By Eduardo Arrufat     Aug 11, 2013 in Food
London - The Paleolithic diet is a modern nutritional concept based on ancient diets before the development of agriculture. It consists mainly of animal protein sources, vegetables, roots and nuts. Benefits include weight loss, control and better overall health.
The Paleo diet is based on the preagricultural era of the human being, when we were hunters and gatherers. Although today’s conditions make it available through modern foods, it still includes cultivated plants and domesticated animal meat. It consists of foods that can be hunted and meat like fish, seafood and offal, and foods that can be gathered like eggs, fruits, nuts, vegetables, herbs and spices. The main drink for the dieters is water, although tea is considered by some a healthy drink as well. Alcohol and fermented drinks are forbidden and so is milk. Common proportions have a practitioner ingesting around 60 percent of his/her energy from animal food and the rest from vegetables.
High levels of physical exercise are introduced in addition to the dietary process. Frank W Booth, PhD in Biomedical Science from University of Missouri, proposed that human genes "evolved with the expectation of requiring a certain threshold of physical activity," therefore, a sedentary life would result in an abnormal gene repression.

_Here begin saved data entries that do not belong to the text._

//! Prelude (helpful reexports) for this package

pub use crate::{
    aligner::ClockAligner,
    core::Direction,
    gearbox::Gearbox,
    init::{
        InitSequencer,
        SequencerConfig,
        Stage,
    },
    link::{
        LinkConfig,
        LinkController,
        LinkState,
    },
    pll::{
        CdrConfigTable,
        ChannelPllConfig,
    },
    prbs::{
        PrbsChecker,
        PrbsGenerator,
        PrbsPattern,
    },
    transceiver::{
        mock::Mock,
        Transceiver,
    },
};
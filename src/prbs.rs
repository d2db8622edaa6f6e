//! Pseudo-random bit sequence generation and checking
//!
//! Implements the standard PRBS7, PRBS15 and PRBS31 polynomials as
//! word-at-a-time LFSRs. The generator replaces the transmit payload with
//! the sequence; the checker free-runs its own LFSR on the received bits,
//! so it self-synchronizes after one LFSR length of clean data and needs
//! no side channel to the far end.

use packed_struct::prelude::*;
use thiserror::Error;

#[derive(Debug, Error)]
pub enum Error {
    #[error("word width must be nonzero")]
    ZeroWidth,
    #[error("word width {0} exceeds the supported 64 bits")]
    WidthTooWide(u32),
}

fn check_width(width: u32) -> Result<(), Error> {
    if width == 0 {
        return Err(Error::ZeroWidth);
    }
    if width > 64 {
        return Err(Error::WidthTooWide(width));
    }
    Ok(())
}

/// Test pattern selection, encoded the way the pattern-select register
/// holds it.
#[derive(PrimitiveEnum_u8, Clone, Copy, Debug, PartialEq, Eq)]
pub enum PrbsPattern {
    Off = 0,
    Prbs7 = 1,
    Prbs15 = 2,
    Prbs31 = 3,
}

impl PrbsPattern {
    /// LFSR length and feedback taps, or `None` when the engine is off
    /// and payload passes through untouched.
    fn params(self) -> Option<(u32, [u32; 2])> {
        match self {
            PrbsPattern::Off => None,
            PrbsPattern::Prbs7 => Some((7, [5, 6])),
            PrbsPattern::Prbs15 => Some((15, [13, 14])),
            PrbsPattern::Prbs31 => Some((31, [27, 30])),
        }
    }
}

fn mask(width: u32) -> u64 {
    if width == 64 {
        u64::MAX
    } else {
        (1u64 << width) - 1
    }
}

/// Produces `n_out` sequence bits per call, newest bit at position 0.
#[derive(Debug)]
pub struct PrbsGenerator {
    n_out: u32,
    pattern: PrbsPattern,
    state: u64,
}

impl PrbsGenerator {
    pub fn new(n_out: u32) -> Result<Self, Error> {
        check_width(n_out)?;
        Ok(Self {
            n_out,
            pattern: PrbsPattern::Off,
            state: 1,
        })
    }

    /// Switch patterns, restarting the sequence from the canonical
    /// all-but-one-zero seed. Reconfiguring to the current pattern is a
    /// no-op.
    pub fn configure(&mut self, pattern: PrbsPattern) {
        if pattern != self.pattern {
            self.pattern = pattern;
            self.state = 1;
        }
    }

    /// The next transmit word: `payload` when the engine is off, the next
    /// `n_out` bits of the sequence otherwise.
    pub fn next(&mut self, payload: u64) -> u64 {
        let out_mask = mask(self.n_out);
        let Some((n_state, taps)) = self.pattern.params() else {
            return payload & out_mask;
        };
        // Run the LFSR n_out steps, shifting each new bit in at position
        // 0 so the oldest bit of the word sits at the highest index
        let width = n_state.max(self.n_out);
        let mut cur = self.state;
        for _ in 0..self.n_out {
            let nv = (cur >> taps[0] ^ cur >> taps[1]) & 1;
            cur = (cur << 1 | nv) & mask(width);
        }
        self.state = cur & mask(n_state);
        cur & out_mask
    }
}

/// Consumes `n_in` received bits per call and flags the ones that do not
/// match the sequence.
#[derive(Debug)]
pub struct PrbsChecker {
    n_in: u32,
    pattern: PrbsPattern,
    state: u64,
}

impl PrbsChecker {
    pub fn new(n_in: u32) -> Result<Self, Error> {
        check_width(n_in)?;
        Ok(Self {
            n_in,
            pattern: PrbsPattern::Off,
            state: 1,
        })
    }

    /// Switch patterns, restarting synchronization. Reconfiguring to the
    /// current pattern is a no-op.
    pub fn configure(&mut self, pattern: PrbsPattern) {
        if pattern != self.pattern {
            self.pattern = pattern;
            self.state = 1;
        }
    }

    /// Check one received word and return a mask of the mismatching bit
    /// positions. The received bits themselves are shifted into the LFSR,
    /// oldest (highest index) first, which is what makes the checker
    /// self-synchronizing.
    pub fn check(&mut self, word: u64) -> u64 {
        let Some((n_state, taps)) = self.pattern.params() else {
            return 0;
        };
        let state_mask = mask(n_state);
        let mut cur = self.state;
        let mut errors = 0u64;
        for i in (0..self.n_in).rev() {
            let bit = word >> i & 1;
            let correct = (cur >> taps[0] ^ cur >> taps[1]) & 1;
            if bit != correct {
                errors |= 1 << i;
            }
            cur = (cur << 1 | bit) & state_mask;
        }
        self.state = cur;
        errors
    }
}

Among the many cases that prove its benefits, worth mentioning is the case Doctor Terry Wahls. Wahls was diagnosed a case of Multiple Sclerosis, and just on a paleo based diet, she reversed her irreversible MS within a year, going from riding a tilt-recline wheelchair to competing in an 18-mile bicycle tour with her own version of the paleo diet without prescription drugs. She told an audience of TEDxIowaCity that "we can continue to eat delicious, convenient processed food" but that it will lead to a rapid decline in the American population's health. Although a paleo diet could be costly, the price paid for the food to restore your "health and vitality" will give you a clean bill of health.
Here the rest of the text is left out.